Source TitleCell Reports
University of Melbourne Author/sWheatley, Adam; Kent, Stephen; Pellicci, Daniel; Berzins, Stuart; Nguyen-Robertson, Catriona; Juno, Jennifer; Wragg, Kathleen; Parsons, Matt; Kristensen, Anne; Tan, Hyon Xhi
AffiliationMicrobiology and Immunology
Document TypeJournal Article
CitationsWragg, K. M., Tan, H. -X., Kristensen, A. B., Nguyen-Robertson, C., Kelleher, A. D., Parsons, M. S., Wheatley, A. K., Berzins, S. P., Pellicci, D. G., Kent, S. J. & Juno, J. A. (2020). High CD26 and Low CD94 Expression Identifies an IL-23 Responsive V delta 2(+) T Cell Subset with a MAIT Cell-like Transcriptional Profile. CELL REPORTS, 31 (11), https://doi.org/10.1016/j.celrep.2020.107773.
Access StatusOpen Access
Vδ2+ T cells play a critical role in immunity to micro-organisms and cancer but exhibit substantial heterogeneity in humans.

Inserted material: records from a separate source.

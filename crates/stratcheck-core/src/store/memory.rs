//! In-memory storage backends.
//!
//! All maps sit behind `parking_lot::RwLock` and no lock is held across an
//! `.await`. The conditioned write in [`MemoryVersionedStore`] runs its
//! compare and its swap under one write guard, which gives it the same
//! atomicity the Postgres `UPDATE … WHERE version = $n` provides.
//!
//! Passwords in [`MemoryUserDirectory`] are kept as plain SHA-256 digests.
//! That is adequate for fixtures and local development only.

use std::collections::HashMap;
use std::sync::Arc;

use async_trait::async_trait;
use chrono::{DateTime, Utc};
use parking_lot::RwLock;
use sha2::{Digest, Sha256};
use subtle::ConstantTimeEq;

use super::{TokenStore, UserDirectory, Versioned, VersionedStore};
use crate::error::StoreError;
use crate::principal::{Account, PrincipalId};
use crate::token::{TokenHash, TokenRecord, TokenScope};

// ── Users ───────────────────────────────────────────────────────────

#[derive(Debug, Clone)]
struct StoredUser {
    account: Account,
    password_digest: [u8; 32],
}

/// In-memory [`UserDirectory`].
#[derive(Debug, Clone, Default)]
pub struct MemoryUserDirectory {
    users: Arc<RwLock<HashMap<PrincipalId, StoredUser>>>,
}

impl MemoryUserDirectory {
    /// Create an empty directory.
    pub fn new() -> Self {
        Self::default()
    }

    /// Insert or replace an account with the given password.
    pub fn insert(&self, account: Account, password: &str) {
        let stored = StoredUser {
            password_digest: Sha256::digest(password.as_bytes()).into(),
            account,
        };
        self.users.write().insert(stored.account.id, stored);
    }

    /// Fetch an account by id.
    pub fn get(&self, id: PrincipalId) -> Option<Account> {
        self.users.read().get(&id).map(|u| u.account.clone())
    }

    /// Number of accounts.
    pub fn len(&self) -> usize {
        self.users.read().len()
    }

    /// Whether the directory has no accounts.
    pub fn is_empty(&self) -> bool {
        self.len() == 0
    }
}

#[async_trait]
impl UserDirectory for MemoryUserDirectory {
    async fn find_by_email(&self, email: &str) -> Result<Option<Account>, StoreError> {
        Ok(self
            .users
            .read()
            .values()
            .find(|u| u.account.email.eq_ignore_ascii_case(email))
            .map(|u| u.account.clone()))
    }

    async fn password_matches(&self, id: PrincipalId, plaintext: &str) -> Result<bool, StoreError> {
        let candidate: [u8; 32] = Sha256::digest(plaintext.as_bytes()).into();
        Ok(self
            .users
            .read()
            .get(&id)
            .is_some_and(|u| bool::from(u.password_digest.ct_eq(&candidate))))
    }
}

// ── Tokens ──────────────────────────────────────────────────────────

/// In-memory [`TokenStore`], resolving owners through a shared
/// [`MemoryUserDirectory`].
#[derive(Debug, Clone)]
pub struct MemoryTokenStore {
    tokens: Arc<RwLock<HashMap<TokenHash, TokenRecord>>>,
    users: MemoryUserDirectory,
}

impl MemoryTokenStore {
    /// Create an empty token table over `users`.
    pub fn new(users: MemoryUserDirectory) -> Self {
        Self {
            tokens: Arc::new(RwLock::new(HashMap::new())),
            users,
        }
    }

    /// Number of stored tokens, expired ones included.
    pub fn len(&self) -> usize {
        self.tokens.read().len()
    }

    /// Whether no token is stored.
    pub fn is_empty(&self) -> bool {
        self.len() == 0
    }
}

#[async_trait]
impl TokenStore for MemoryTokenStore {
    async fn insert(&self, record: &TokenRecord) -> Result<(), StoreError> {
        self.tokens.write().insert(record.hash, record.clone());
        Ok(())
    }

    async fn account_for_token(
        &self,
        scope: TokenScope,
        hash: &TokenHash,
        now: DateTime<Utc>,
    ) -> Result<Option<Account>, StoreError> {
        let owner = self
            .tokens
            .read()
            .get(hash)
            .filter(|record| record.scope == scope && record.is_live_at(now))
            .map(|record| record.principal_id);
        Ok(owner.and_then(|id| self.users.get(id)))
    }

    async fn purge_expired(&self, now: DateTime<Utc>) -> Result<u64, StoreError> {
        let mut tokens = self.tokens.write();
        let before = tokens.len();
        tokens.retain(|_, record| record.is_live_at(now));
        Ok((before - tokens.len()) as u64)
    }
}

// ── Versioned records ───────────────────────────────────────────────

/// In-memory [`VersionedStore`] for any [`Versioned`] record.
#[derive(Debug)]
pub struct MemoryVersionedStore<R: Versioned> {
    records: Arc<RwLock<HashMap<R::Key, R>>>,
}

impl<R: Versioned> Clone for MemoryVersionedStore<R> {
    fn clone(&self) -> Self {
        Self {
            records: Arc::clone(&self.records),
        }
    }
}

impl<R: Versioned> Default for MemoryVersionedStore<R> {
    fn default() -> Self {
        Self {
            records: Arc::new(RwLock::new(HashMap::new())),
        }
    }
}

impl<R: Versioned + Clone> MemoryVersionedStore<R> {
    /// Create an empty store.
    pub fn new() -> Self {
        Self::default()
    }

    /// Insert or replace a record as-is, version included.
    pub fn insert(&self, record: R) {
        self.records.write().insert(record.key(), record);
    }

    /// Current stored copy of a record.
    pub fn get(&self, key: &R::Key) -> Option<R> {
        self.records.read().get(key).cloned()
    }

    /// Remove a record.
    pub fn remove(&self, key: &R::Key) -> Option<R> {
        self.records.write().remove(key)
    }

    /// Build a record from the current contents and insert it, under one
    /// write guard. Lets callers assign ids that no concurrent insert can
    /// also take.
    pub fn insert_with<F>(&self, build: F) -> R
    where
        F: FnOnce(&HashMap<R::Key, R>) -> R,
    {
        let mut records = self.records.write();
        let record = build(&records);
        records.insert(record.key(), record.clone());
        record
    }
}

#[async_trait]
impl<R> VersionedStore<R> for MemoryVersionedStore<R>
where
    R: Versioned + Clone + Send + Sync + 'static,
{
    async fn load(&self, key: &R::Key) -> Result<Option<R>, StoreError> {
        Ok(self.get(key))
    }

    async fn update_if_version(&self, record: &R, expected: i32) -> Result<Option<i32>, StoreError> {
        let mut records = self.records.write();
        match records.get_mut(&record.key()) {
            Some(stored) if stored.version() == expected => {
                let next = expected.checked_add(1).ok_or_else(|| {
                    StoreError::Backend(format!("version {expected} cannot be incremented"))
                })?;
                *stored = record.clone();
                stored.set_version(next);
                Ok(Some(next))
            }
            _ => Ok(None),
        }
    }
}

Here, we demonstrate that CD26 and CD94 define transcriptionally, phenotypically, and functionally distinct Vδ2+ T cell subsets. Despite distinct antigen specificities, CD26hiCD94lo Vδ2+ cells exhibit substantial similarities to CD26hi mucosal-associated invariant T (MAIT) cells, although CD26- Vδ2+ cells exhibit cytotoxic, effector-like profiles. At birth, the Vδ2+Vγ9+ population is dominated by CD26hiCD94lo cells; during adolescence and adulthood, Vδ2+ cells acquire CD94/NKG2A expression and the relative frequency of the CD26hiCD94lo subset declines. Critically, exposure of the CD26hiCD94lo subset to phosphoantigen in the context of interleukin-23 (IL-23) and CD26 engagement drives the acquisition of a cytotoxic program and concurrent loss of the MAIT cell-like phenotype. The ability to modulate the cytotoxic potential of CD26hiCD94lo Vδ2+ cells, combined with their adenosine-binding capacity, may make them ideal targets for immunotherapeutic expansion and adoptive transfer.